Segment Open

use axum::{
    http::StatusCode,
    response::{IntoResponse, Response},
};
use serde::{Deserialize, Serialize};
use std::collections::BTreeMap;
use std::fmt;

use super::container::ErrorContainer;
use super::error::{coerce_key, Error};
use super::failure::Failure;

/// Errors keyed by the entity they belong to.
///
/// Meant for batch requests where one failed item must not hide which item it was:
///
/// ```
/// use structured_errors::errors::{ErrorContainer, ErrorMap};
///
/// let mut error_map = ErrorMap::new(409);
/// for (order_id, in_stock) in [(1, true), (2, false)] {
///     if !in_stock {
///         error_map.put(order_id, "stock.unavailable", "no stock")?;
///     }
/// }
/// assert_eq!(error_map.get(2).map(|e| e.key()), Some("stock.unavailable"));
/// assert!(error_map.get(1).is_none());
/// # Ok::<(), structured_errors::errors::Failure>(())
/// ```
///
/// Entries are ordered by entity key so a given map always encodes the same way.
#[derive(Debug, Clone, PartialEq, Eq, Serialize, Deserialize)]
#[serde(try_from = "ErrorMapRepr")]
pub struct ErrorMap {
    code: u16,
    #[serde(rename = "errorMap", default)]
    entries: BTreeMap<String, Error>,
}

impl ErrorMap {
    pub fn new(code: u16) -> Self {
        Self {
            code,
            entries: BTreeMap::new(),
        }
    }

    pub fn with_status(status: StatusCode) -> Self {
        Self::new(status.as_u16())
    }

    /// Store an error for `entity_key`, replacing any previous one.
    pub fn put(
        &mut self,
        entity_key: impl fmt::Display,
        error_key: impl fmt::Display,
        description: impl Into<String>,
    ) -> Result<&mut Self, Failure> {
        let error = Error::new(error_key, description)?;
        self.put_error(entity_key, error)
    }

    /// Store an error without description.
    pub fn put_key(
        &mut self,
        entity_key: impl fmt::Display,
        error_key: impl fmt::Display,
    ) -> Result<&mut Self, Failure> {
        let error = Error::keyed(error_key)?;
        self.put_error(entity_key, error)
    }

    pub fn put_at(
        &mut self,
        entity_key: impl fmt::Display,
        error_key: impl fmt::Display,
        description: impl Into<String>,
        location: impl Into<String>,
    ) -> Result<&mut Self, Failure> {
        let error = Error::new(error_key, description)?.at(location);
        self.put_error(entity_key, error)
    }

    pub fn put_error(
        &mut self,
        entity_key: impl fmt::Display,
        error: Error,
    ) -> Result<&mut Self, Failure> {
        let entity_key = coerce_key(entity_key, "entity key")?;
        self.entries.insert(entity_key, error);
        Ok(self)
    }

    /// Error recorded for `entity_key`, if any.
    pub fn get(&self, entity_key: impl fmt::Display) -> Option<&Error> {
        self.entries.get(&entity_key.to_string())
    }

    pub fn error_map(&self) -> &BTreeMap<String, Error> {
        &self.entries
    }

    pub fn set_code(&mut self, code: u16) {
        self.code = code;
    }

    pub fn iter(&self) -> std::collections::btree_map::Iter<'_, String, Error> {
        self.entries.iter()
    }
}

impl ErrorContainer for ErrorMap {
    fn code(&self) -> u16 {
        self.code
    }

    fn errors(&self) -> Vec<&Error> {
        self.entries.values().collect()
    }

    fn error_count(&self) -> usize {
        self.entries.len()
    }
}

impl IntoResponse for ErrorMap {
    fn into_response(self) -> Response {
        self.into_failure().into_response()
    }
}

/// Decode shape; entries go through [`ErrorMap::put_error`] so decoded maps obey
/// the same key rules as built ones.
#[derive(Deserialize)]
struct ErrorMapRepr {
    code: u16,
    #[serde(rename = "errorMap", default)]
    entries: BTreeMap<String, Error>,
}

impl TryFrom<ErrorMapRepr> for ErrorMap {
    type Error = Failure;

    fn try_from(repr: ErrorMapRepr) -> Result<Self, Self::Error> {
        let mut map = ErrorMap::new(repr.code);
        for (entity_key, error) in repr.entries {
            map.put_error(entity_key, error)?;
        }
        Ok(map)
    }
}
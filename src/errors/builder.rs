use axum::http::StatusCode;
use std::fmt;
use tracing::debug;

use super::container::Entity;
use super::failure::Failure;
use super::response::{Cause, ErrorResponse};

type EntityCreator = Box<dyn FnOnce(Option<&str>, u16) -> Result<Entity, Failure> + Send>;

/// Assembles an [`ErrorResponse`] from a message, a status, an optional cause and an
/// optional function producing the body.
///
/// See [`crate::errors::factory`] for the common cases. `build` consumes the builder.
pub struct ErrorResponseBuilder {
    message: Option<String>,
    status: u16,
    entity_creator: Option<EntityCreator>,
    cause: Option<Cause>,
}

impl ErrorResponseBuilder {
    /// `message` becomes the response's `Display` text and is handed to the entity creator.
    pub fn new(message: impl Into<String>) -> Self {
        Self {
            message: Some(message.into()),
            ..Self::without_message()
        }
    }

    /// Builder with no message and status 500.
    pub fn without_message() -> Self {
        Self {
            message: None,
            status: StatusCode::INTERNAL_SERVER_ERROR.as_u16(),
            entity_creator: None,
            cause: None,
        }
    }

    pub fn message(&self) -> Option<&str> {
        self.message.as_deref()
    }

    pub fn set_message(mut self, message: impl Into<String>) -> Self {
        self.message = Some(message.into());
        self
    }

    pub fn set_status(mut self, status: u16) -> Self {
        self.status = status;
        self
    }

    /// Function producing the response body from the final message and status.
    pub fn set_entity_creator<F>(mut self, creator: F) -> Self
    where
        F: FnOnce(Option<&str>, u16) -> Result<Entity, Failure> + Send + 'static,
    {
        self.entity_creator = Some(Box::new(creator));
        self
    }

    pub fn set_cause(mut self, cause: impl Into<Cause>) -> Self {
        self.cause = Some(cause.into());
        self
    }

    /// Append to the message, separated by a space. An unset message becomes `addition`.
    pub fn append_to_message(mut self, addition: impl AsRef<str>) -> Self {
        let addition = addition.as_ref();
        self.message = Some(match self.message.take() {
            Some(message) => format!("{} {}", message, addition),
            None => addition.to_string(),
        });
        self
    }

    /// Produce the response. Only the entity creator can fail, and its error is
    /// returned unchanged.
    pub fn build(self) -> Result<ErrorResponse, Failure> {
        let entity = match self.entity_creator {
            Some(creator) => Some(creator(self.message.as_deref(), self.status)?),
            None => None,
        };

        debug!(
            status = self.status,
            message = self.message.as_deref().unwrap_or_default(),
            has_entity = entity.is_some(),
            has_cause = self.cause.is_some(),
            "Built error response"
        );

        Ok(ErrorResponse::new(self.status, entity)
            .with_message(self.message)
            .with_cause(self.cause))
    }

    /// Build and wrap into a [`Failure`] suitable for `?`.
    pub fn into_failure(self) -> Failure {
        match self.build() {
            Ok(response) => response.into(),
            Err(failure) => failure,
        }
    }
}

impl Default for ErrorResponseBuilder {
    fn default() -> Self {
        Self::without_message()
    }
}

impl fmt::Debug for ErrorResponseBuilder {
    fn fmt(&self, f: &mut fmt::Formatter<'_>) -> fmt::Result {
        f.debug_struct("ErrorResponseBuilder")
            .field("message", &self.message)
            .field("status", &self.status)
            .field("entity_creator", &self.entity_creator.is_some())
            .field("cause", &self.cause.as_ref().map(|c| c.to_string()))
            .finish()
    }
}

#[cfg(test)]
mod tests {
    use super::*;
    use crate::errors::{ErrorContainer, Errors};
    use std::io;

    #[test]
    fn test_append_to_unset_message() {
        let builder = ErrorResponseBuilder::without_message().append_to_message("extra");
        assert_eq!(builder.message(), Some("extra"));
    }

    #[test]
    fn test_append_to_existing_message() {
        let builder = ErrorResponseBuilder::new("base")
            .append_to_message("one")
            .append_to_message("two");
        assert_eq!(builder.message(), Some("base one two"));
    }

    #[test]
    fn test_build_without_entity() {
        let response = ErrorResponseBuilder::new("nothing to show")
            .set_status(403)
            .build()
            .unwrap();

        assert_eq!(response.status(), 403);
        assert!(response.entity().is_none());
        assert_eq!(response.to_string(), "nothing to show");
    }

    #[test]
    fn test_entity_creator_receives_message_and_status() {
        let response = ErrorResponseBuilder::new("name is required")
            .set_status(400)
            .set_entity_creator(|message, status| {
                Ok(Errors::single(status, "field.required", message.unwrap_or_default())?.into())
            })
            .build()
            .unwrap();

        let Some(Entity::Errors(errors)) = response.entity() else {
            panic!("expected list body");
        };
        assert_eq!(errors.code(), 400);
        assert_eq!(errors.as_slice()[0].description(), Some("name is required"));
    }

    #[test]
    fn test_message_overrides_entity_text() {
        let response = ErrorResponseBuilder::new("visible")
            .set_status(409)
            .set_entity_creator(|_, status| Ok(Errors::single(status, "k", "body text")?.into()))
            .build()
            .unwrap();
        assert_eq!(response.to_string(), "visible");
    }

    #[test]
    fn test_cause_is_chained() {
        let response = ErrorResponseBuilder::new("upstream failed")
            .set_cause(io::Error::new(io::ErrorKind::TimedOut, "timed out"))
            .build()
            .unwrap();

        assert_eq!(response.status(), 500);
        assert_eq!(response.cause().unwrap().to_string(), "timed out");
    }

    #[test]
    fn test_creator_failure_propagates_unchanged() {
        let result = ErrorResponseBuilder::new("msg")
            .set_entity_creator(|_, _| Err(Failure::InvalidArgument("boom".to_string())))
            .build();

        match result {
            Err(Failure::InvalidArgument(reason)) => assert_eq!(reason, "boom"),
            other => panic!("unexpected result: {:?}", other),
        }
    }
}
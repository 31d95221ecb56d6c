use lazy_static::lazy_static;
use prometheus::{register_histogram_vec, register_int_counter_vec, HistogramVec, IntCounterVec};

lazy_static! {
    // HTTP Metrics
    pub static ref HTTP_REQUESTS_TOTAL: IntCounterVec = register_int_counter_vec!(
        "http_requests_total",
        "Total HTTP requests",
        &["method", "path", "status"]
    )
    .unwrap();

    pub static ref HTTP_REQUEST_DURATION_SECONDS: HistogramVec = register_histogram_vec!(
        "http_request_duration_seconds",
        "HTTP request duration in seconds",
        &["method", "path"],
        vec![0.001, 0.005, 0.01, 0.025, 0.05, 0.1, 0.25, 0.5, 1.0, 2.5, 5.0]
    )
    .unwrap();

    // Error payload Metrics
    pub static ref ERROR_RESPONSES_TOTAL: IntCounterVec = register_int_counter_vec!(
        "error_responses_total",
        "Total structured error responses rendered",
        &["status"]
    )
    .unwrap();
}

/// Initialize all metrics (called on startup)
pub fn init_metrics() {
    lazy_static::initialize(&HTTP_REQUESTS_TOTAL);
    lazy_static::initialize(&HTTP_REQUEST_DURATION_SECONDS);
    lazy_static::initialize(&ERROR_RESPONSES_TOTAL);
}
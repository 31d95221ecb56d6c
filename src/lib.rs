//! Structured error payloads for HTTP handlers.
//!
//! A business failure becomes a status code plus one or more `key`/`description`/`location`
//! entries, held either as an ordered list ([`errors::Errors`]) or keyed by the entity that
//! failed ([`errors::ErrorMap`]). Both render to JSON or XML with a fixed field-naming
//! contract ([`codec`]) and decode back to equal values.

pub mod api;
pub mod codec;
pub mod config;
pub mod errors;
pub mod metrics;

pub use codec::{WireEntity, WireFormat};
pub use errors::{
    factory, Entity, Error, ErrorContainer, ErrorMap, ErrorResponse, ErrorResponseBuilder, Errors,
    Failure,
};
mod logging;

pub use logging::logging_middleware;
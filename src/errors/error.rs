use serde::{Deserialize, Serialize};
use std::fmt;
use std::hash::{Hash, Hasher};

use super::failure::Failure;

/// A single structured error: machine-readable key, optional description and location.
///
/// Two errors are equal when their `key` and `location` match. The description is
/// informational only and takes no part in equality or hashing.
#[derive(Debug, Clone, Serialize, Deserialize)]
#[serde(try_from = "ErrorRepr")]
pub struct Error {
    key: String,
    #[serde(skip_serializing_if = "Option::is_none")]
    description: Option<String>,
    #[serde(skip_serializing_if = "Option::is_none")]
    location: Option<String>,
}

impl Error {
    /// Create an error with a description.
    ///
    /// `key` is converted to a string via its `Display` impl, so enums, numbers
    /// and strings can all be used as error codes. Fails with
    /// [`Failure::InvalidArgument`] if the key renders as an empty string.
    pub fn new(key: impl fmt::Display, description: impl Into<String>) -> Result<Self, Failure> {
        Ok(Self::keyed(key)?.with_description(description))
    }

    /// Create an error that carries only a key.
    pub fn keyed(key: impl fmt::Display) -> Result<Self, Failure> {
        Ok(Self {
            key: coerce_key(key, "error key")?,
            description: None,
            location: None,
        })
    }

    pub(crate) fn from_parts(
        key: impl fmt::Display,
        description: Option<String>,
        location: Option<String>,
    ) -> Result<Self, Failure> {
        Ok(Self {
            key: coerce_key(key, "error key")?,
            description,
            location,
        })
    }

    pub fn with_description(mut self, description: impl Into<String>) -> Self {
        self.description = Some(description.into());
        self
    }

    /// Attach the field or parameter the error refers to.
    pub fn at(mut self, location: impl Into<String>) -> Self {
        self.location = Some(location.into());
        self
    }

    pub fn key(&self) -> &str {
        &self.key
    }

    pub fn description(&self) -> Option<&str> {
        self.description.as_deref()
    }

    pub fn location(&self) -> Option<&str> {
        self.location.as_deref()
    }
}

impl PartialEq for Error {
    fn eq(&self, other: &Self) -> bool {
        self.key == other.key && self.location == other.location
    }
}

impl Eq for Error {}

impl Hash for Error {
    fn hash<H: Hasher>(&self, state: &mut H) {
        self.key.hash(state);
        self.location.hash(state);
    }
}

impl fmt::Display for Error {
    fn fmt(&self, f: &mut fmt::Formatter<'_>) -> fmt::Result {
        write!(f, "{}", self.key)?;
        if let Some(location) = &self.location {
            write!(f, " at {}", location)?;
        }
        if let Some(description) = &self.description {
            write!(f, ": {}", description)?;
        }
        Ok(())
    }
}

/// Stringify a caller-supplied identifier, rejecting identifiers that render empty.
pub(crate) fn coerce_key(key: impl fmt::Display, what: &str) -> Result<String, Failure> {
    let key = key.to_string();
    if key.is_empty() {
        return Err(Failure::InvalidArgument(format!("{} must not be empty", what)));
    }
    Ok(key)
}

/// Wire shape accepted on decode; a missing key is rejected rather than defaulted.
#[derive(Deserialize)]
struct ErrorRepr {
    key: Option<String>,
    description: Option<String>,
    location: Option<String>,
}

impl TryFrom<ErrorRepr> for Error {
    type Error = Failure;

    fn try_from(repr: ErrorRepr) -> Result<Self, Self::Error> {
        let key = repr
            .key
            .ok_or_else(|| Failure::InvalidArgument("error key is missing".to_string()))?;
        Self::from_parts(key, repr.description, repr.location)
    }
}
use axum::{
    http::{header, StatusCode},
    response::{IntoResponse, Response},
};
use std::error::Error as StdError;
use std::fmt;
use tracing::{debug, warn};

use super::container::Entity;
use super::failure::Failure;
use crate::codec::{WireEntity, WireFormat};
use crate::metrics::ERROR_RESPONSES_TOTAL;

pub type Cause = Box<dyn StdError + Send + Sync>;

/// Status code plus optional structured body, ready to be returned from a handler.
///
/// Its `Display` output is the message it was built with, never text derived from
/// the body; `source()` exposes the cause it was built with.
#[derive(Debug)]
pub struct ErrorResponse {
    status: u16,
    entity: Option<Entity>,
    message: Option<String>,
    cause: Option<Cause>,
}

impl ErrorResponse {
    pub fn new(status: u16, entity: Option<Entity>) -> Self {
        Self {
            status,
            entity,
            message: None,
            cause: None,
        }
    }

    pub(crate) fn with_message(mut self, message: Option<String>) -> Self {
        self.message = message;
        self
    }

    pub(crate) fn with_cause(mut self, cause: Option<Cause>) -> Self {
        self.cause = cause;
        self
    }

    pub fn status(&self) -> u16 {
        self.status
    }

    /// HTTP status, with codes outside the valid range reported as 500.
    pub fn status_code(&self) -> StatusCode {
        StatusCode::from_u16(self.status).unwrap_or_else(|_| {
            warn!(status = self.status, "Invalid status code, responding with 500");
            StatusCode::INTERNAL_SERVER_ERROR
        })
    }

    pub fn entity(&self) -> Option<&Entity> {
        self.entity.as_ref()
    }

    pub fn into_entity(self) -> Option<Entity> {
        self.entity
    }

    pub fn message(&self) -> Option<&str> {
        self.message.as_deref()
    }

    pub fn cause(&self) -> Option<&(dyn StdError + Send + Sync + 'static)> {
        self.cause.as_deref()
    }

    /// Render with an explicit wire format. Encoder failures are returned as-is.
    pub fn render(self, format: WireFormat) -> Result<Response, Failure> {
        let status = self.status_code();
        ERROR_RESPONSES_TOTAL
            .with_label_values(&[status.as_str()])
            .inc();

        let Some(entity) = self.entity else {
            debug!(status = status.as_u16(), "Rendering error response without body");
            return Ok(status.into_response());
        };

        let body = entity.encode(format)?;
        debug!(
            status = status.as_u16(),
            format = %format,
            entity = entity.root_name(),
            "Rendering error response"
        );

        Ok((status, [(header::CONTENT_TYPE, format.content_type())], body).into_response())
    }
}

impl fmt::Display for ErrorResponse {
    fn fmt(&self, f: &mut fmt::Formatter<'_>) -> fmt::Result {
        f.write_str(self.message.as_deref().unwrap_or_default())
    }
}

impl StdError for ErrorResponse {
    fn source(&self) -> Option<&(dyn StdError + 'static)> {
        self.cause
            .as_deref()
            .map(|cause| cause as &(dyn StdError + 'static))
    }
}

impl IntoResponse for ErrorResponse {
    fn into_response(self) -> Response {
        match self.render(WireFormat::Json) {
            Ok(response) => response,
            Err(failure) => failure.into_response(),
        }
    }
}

Segment Closed

All that belongs in your answer is the stretch of entries above from the line with "F: FnOnce(Option<&str>, u16)" through the line with "self.message = Some(match", printed exactly.

• _TASK RESPONSE_
        F: FnOnce(Option<&str>, u16) -> Result<Entity, Failure> + Send + 'static,
    {
        self.entity_creator = Some(Box::new(creator));
        self
    }

    pub fn set_cause(mut self, cause: impl Into<Cause>) -> Self {
        self.cause = Some(cause.into());
        self
    }

    /// Append to the message, separated by a space. An unset message becomes `addition`.
    pub fn append_to_message(mut self, addition: impl AsRef<str>) -> Self {
        let addition = addition.as_ref();
        self.message = Some(match self.message.take() {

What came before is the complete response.